“Ah, well, I’m not going to die yet, and it would be very sad for my handsome little wife to be left a widow if they hang me, or to exist with a live husband serving one-and-twenty years in the bush.”

“Robert, you will break my heart if you speak like that,” panted Millicent.

“Ah, well, we must not do that,” he cried laughingly. “Look here, though; this barrister who is to defend me, I know him—Granton, Q.C. Did your father instruct him?”

“No: he could not. Robert, we are frightfully poor.”

“Ah! it is a nuisance,” he said, “thanks to my enemies; but we’ll get through. Now then, who has instructed this man?”

“I cannot tell, dear.”

“I see it all,” he said; “it’s a plan of the enemy. They employ their own man, and he will sell me, bound hand and foot, to the Philistines.”

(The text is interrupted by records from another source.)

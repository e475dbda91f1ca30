use super::stats;
use crate::reading::Channel;
use crate::store::{DerivedFields, MeasurementRecord};
use serde::Serialize;
use std::collections::BTreeMap;

#[derive(Debug, Clone, Copy, PartialEq, Eq, PartialOrd, Ord, Hash, Serialize)]
#[serde(rename_all = "SCREAMING_SNAKE_CASE")]
pub enum StatusCategory {
    Normal,
    Warning,
    Critical,
}

impl StatusCategory {
    pub fn as_str(self) -> &'static str {
        match self {
            StatusCategory::Normal => "NORMAL",
            StatusCategory::Warning => "WARNING",
            StatusCategory::Critical => "CRITICAL",
        }
    }
}

/// Bins a channel into three categories. Boundaries are inclusive on the
/// lower category: a value equal to `warning_above` is still normal.
#[derive(Debug, Clone, Copy, PartialEq)]
pub struct StatusRule {
    pub channel: Channel,
    pub warning_above: f64,
    pub critical_above: f64,
}

impl StatusRule {
    pub fn categorize(&self, value: f64) -> StatusCategory {
        if value <= self.warning_above {
            StatusCategory::Normal
        } else if value <= self.critical_above {
            StatusCategory::Warning
        } else {
            StatusCategory::Critical
        }
    }
}

#[derive(Debug, Clone)]
pub struct TransformConfig {
    pub clip_channels: Vec<Channel>,
    pub iqr_multiplier: f64,
    pub status_rules: Vec<StatusRule>,
}

impl Default for TransformConfig {
    fn default() -> Self {
        Self {
            clip_channels: vec![Channel::Temperature, Channel::Pressure, Channel::Vibration],
            iqr_multiplier: 3.0,
            status_rules: vec![StatusRule {
                channel: Channel::Temperature,
                warning_above: 85.0,
                critical_above: 95.0,
            }],
        }
    }
}

#[derive(Debug, Clone, Default)]
pub struct TransformOutcome {
    pub records: Vec<MeasurementRecord>,
    pub imputed: usize,
    pub clipped: usize,
}

/// Imputes gaps, clips outliers, derives magnitudes and status categories,
/// then orders by capture time. Pure: running it again on its own output
/// with `derived` stripped yields the same derived values.
pub fn transform_window(
    window: &[MeasurementRecord],
    config: &TransformConfig,
) -> TransformOutcome {
    let mut records: Vec<MeasurementRecord> = window.to_vec();
    let imputed = impute_missing(&mut records);
    let clipped = clip_outliers(&mut records, &config.clip_channels, config.iqr_multiplier);

    for record in &mut records {
        let mut statuses = BTreeMap::new();
        for rule in &config.status_rules {
            if let Some(value) = record.channels.get(rule.channel) {
                statuses.insert(rule.channel, rule.categorize(value));
            }
        }
        record.derived = Some(DerivedFields {
            vibration_magnitude: record.channels.magnitude(Channel::VIBRATION_AXES),
            gyro_magnitude: record.channels.magnitude(Channel::GYRO_AXES),
            statuses,
        });
    }

    records.sort_by(|a, b| a.captured_at.cmp(&b.captured_at).then(a.id.cmp(&b.id)));

    TransformOutcome {
        records,
        imputed,
        clipped,
    }
}

fn column(records: &[MeasurementRecord], channel: Channel) -> Vec<f64> {
    records
        .iter()
        .filter_map(|record| record.channels.get(channel))
        .collect()
}

/// Only channels observed somewhere in the window are filled; a channel no
/// device reported stays absent.
fn impute_missing(records: &mut [MeasurementRecord]) -> usize {
    let mut imputed = 0;
    for channel in Channel::ALL {
        let present = column(records, channel);
        if present.is_empty() || present.len() == records.len() {
            continue;
        }
        let fill = if channel.is_physical() {
            stats::median(&present).unwrap_or(0.0)
        } else {
            0.0
        };
        for record in records.iter_mut() {
            if record.channels.get(channel).is_none() {
                record.channels.set(channel, Some(fill));
                imputed += 1;
            }
        }
    }
    imputed
}

fn clip_outliers(records: &mut [MeasurementRecord], channels: &[Channel], k: f64) -> usize {
    let mut clipped = 0;
    for channel in channels {
        let Some((lower, upper)) = stats::iqr_bounds(&column(records, *channel), k) else {
            continue;
        };
        for record in records.iter_mut() {
            if let Some(value) = record.channels.get(*channel) {
                let bounded = value.clamp(lower, upper);
                if bounded != value {
                    record.channels.set(*channel, Some(bounded));
                    clipped += 1;
                }
            }
        }
    }
    clipped
}

#[cfg(test)]
pub(crate) mod tests {
    use super::*;
    use crate::reading::ChannelMap;
    use chrono::{DateTime, Duration, TimeZone, Utc};

    pub(crate) fn record(id: i64, at: DateTime<Utc>, channels: ChannelMap) -> MeasurementRecord {
        MeasurementRecord {
            id,
            equipment_key: "PUMP01_EQ".to_string(),
            sensor_key: "SENS_PUMP_01".to_string(),
            device_id: "ESP32_PUMP_01".to_string(),
            location: "Factory_A".to_string(),
            equipment_type: "Pump".to_string(),
            captured_at: at,
            channels,
            fault_detected: false,
            source: "test".to_string(),
            derived: None,
        }
    }

    fn base() -> DateTime<Utc> {
        Utc.with_ymd_and_hms(2026, 3, 1, 12, 0, 0).single().expect("valid time")
    }

    #[test]
    fn temperature_bins_are_inclusive_on_lower_category() {
        let rule = TransformConfig::default().status_rules[0];
        assert_eq!(rule.categorize(85.0), StatusCategory::Normal);
        assert_eq!(rule.categorize(85.01), StatusCategory::Warning);
        assert_eq!(rule.categorize(95.0), StatusCategory::Warning);
        assert_eq!(rule.categorize(96.0), StatusCategory::Critical);
    }

    #[test]
    fn gaps_are_filled_with_median_or_zero() {
        let window = vec![
            record(
                1,
                base(),
                ChannelMap::default()
                    .with(Channel::Temperature, 40.0)
                    .with(Channel::GyroX, 1.0),
            ),
            record(2, base(), ChannelMap::default().with(Channel::Temperature, 50.0)),
            record(3, base(), ChannelMap::default().with(Channel::Temperature, 60.0)),
            record(4, base(), ChannelMap::default().with(Channel::Humidity, 30.0)),
        ];
        let outcome = transform_window(&window, &TransformConfig::default());
        let filled = outcome
            .records
            .iter()
            .find(|r| r.id == 4)
            .expect("record 4");
        assert_eq!(filled.channels.get(Channel::Temperature), Some(50.0));
        assert_eq!(filled.channels.get(Channel::GyroX), Some(0.0));
        // pressure never reported
        assert_eq!(filled.channels.get(Channel::Pressure), None);
        assert_eq!(outcome.imputed, 1 + 3 + 3);
    }

    #[test]
    fn extreme_values_are_clipped_to_iqr_fence() {
        let temperature = |id: i64, value: f64| {
            record(id, base(), ChannelMap::default().with(Channel::Temperature, value))
        };
        // 41..=47 plus one spike either side: Q1 = 42, Q3 = 46, fences at 30 and 58.
        let mut window: Vec<MeasurementRecord> =
            (41..=47).map(|value| temperature(value, value as f64)).collect();
        window.push(temperature(99, 1000.0));
        window.push(temperature(98, -500.0));

        let outcome = transform_window(&window, &TransformConfig::default());
        assert_eq!(outcome.records.len(), window.len());
        assert_eq!(outcome.clipped, 2);

        let value_of = |id: i64| {
            let record = outcome.records.iter().find(|r| r.id == id).expect("record");
            record.channels.get(Channel::Temperature).expect("temperature")
        };
        assert!((value_of(99) - 58.0).abs() < 1e-9, "{}", value_of(99));
        assert!((value_of(98) - 30.0).abs() < 1e-9, "{}", value_of(98));
        for id in 41..=47 {
            assert_eq!(value_of(id), id as f64);
        }

        let spike = outcome.records.iter().find(|r| r.id == 99).expect("spike");
        assert_eq!(
            spike.derived.as_ref().and_then(|d| d.statuses.get(&Channel::Temperature)),
            Some(&StatusCategory::Normal)
        );
    }

    #[test]
    fn derives_magnitudes_and_sorts_by_time() {
        let window = vec![
            record(
                2,
                base() + Duration::minutes(5),
                ChannelMap::default()
                    .with(Channel::VibrationX, 3.0)
                    .with(Channel::VibrationY, 4.0)
                    .with(Channel::VibrationZ, 0.0),
            ),
            record(1, base(), ChannelMap::default().with(Channel::Temperature, 90.0)),
        ];
        let outcome = transform_window(&window, &TransformConfig::default());
        assert_eq!(outcome.records[0].id, 1);
        let derived = outcome.records[1].derived.as_ref().expect("derived");
        assert_eq!(derived.vibration_magnitude, Some(5.0));
        assert_eq!(derived.gyro_magnitude, None);
    }

    #[test]
    fn second_pass_reproduces_derived_fields() {
        let window = vec![
            record(
                1,
                base(),
                ChannelMap::default()
                    .with(Channel::Temperature, 88.0)
                    .with(Channel::Pressure, 1.0),
            ),
            record(
                2,
                base() + Duration::minutes(1),
                ChannelMap::default().with(Channel::Temperature, 97.0),
            ),
            record(
                3,
                base() + Duration::minutes(2),
                ChannelMap::default().with(Channel::Pressure, 1.2),
            ),
        ];
        let config = TransformConfig::default();
        let first = transform_window(&window, &config);
        let stripped: Vec<MeasurementRecord> =
            first.records.iter().cloned().map(MeasurementRecord::without_derived).collect();
        let second = transform_window(&stripped, &config);

        let derived = |records: &[MeasurementRecord]| -> Vec<Option<DerivedFields>> {
            records.iter().map(|r| r.derived.clone()).collect()
        };
        assert_eq!(derived(&first.records), derived(&second.records));
        assert_eq!(second.imputed, 0);
    }
}
use anyhow::{Context, Result};
use futures::future;
use std::sync::Arc;
use telemetry_etl::config::{Config, StoreBackend};
use telemetry_etl::grpc::{serve_uds, PipelineService};
use telemetry_etl::mqtt;
use telemetry_etl::store::{build_pool, MeasurementStore, MemoryStore, PgStore};
use telemetry_etl::EtlService;
use tokio_util::sync::CancellationToken;

fn init_tracing(config: &Config) -> Result<()> {
    use opentelemetry::KeyValue;
    use opentelemetry_otlp::WithExportConfig;
    use opentelemetry_sdk::{runtime::Tokio, trace::Config as OTelTraceConfig, Resource};
    use tracing_subscriber::layer::SubscriberExt;
    use tracing_subscriber::util::SubscriberInitExt;

    let env_filter = tracing_subscriber::EnvFilter::try_from_default_env()
        .unwrap_or_else(|_| "info,telemetry_etl=info".into());
    let fmt_layer = tracing_subscriber::fmt::layer()
        .with_target(true)
        .with_thread_ids(true);

    if let Some(endpoint) = &config.otlp_endpoint {
        let endpoint = normalize_otlp_http_endpoint(endpoint);
        let exporter = opentelemetry_otlp::new_exporter()
            .http()
            .with_endpoint(endpoint);
        let tracer = opentelemetry_otlp::new_pipeline()
            .tracing()
            .with_exporter(exporter)
            .with_trace_config(OTelTraceConfig::default().with_resource(Resource::new(vec![
                KeyValue::new("service.name", "telemetry-etl"),
            ])))
            .install_batch(Tokio)?;

        let otel_layer = tracing_opentelemetry::layer().with_tracer(tracer);
        tracing_subscriber::registry()
            .with(env_filter)
            .with(fmt_layer)
            .with(otel_layer)
            .try_init()?;
    } else {
        tracing_subscriber::registry()
            .with(env_filter)
            .with(fmt_layer)
            .try_init()?;
    }

    Ok(())
}

fn normalize_otlp_http_endpoint(endpoint: &str) -> String {
    let trimmed = endpoint.trim();
    if trimmed.is_empty() {
        return String::new();
    }
    if trimmed.contains("/v1/traces") {
        return trimmed.to_string();
    }
    format!("{}/v1/traces", trimmed.trim_end_matches('/'))
}

async fn open_store(config: &Config) -> Result<Arc<dyn MeasurementStore>> {
    match config.store_backend {
        StoreBackend::Memory => {
            tracing::warn!("using in-memory store; measurements are lost on exit");
            Ok(Arc::new(MemoryStore::new()))
        }
        StoreBackend::Postgres => {
            let url = config
                .database_url
                .as_deref()
                .context("postgres backend selected without a database url")?;
            let pool = build_pool(url, config.db_pool_size).await?;
            Ok(Arc::new(PgStore::new(pool)))
        }
    }
}

#[tokio::main]
async fn main() -> Result<()> {
    let config = Config::from_env()?;
    init_tracing(&config)?;

    let store = open_store(&config).await?;
    let service = EtlService::new(config.pipeline.clone(), store, config.mqtt_topic_prefix.clone());
    service
        .start()
        .await
        .context("failed to start telemetry ETL pipeline")?;

    let shutdown = CancellationToken::new();

    let grpc_handle = config.grpc_socket_path.clone().map(|path| {
        let grpc_service = PipelineService::new(
            service.ingestor().clone(),
            service.orchestrator().clone(),
        );
        let cancel = shutdown.clone();
        tokio::spawn(async move { serve_uds(&path, grpc_service, cancel).await })
    });

    let mqtt_handle = if config.enable_mqtt_listener {
        let config_clone = config.clone();
        let ingestor = service.ingestor().clone();
        let metrics = service.metrics().clone();
        let cancel = shutdown.clone();
        Some(tokio::spawn(async move {
            mqtt::run_listener(config_clone, ingestor, metrics, cancel).await
        }))
    } else {
        None
    };

    tokio::select! {
        res = async {
            match grpc_handle {
                Some(handle) => handle.await,
                None => future::pending().await,
            }
        } => {
            match res {
                Ok(Err(err)) => tracing::error!(error=%err, "gRPC server failed"),
                Err(err) => tracing::error!(error=%err, "gRPC task failed"),
                Ok(Ok(())) => {}
            }
        }
        _ = async {
            if let Some(handle) = mqtt_handle {
                if let Err(err) = handle.await { tracing::warn!(error=%err, "MQTT task failed"); }
            } else {
                future::pending::<()>().await;
            }
        } => {}
        _ = tokio::signal::ctrl_c() => {
            tracing::info!("shutdown signal received");
        }
    }

    shutdown.cancel();
    service.stop().await;

    Ok(())
}
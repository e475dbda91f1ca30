use crate::config::ConfigError;
use crate::reading::DecodeError;
use crate::store::StoreError;

/// Failure taxonomy shared by the ingest path and the ETL cycle. None of
/// these terminate the process once the pipeline is running; they surface as
/// counters in the health report.
#[derive(Debug, thiserror::Error)]
pub enum PipelineError {
    #[error(transparent)]
    MalformedReading(#[from] DecodeError),
    #[error("ingestion queue full ({capacity} readings); reading dropped")]
    QueueOverflow { capacity: usize },
    #[error("store failure after {attempts} attempt(s): {source}")]
    Store {
        attempts: u32,
        #[source]
        source: StoreError,
    },
    #[error("quality gate rejected window of {window_len} records: {failed_checks}")]
    QualityRejected {
        window_len: usize,
        failed_checks: String,
    },
    #[error(transparent)]
    Configuration(#[from] ConfigError),
}

impl PipelineError {
    pub fn is_transient_store_failure(&self) -> bool {
        matches!(self, PipelineError::Store { source, .. } if source.is_transient())
    }
}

“Oh! Robert, surely no one would be so base.”

“I don’t know,” he said. “They want to win. It’s Sir Gordon’s doing. No, it’s Christie Bayle. I’d lay a thousand pounds he has paid the fellow’s fees.”

“Then, Robert, you will not trust him; you will refuse to let him defend you. Husband, my brave, true, innocent husband,” she cried, with her pale face flushing, “defend yourself!”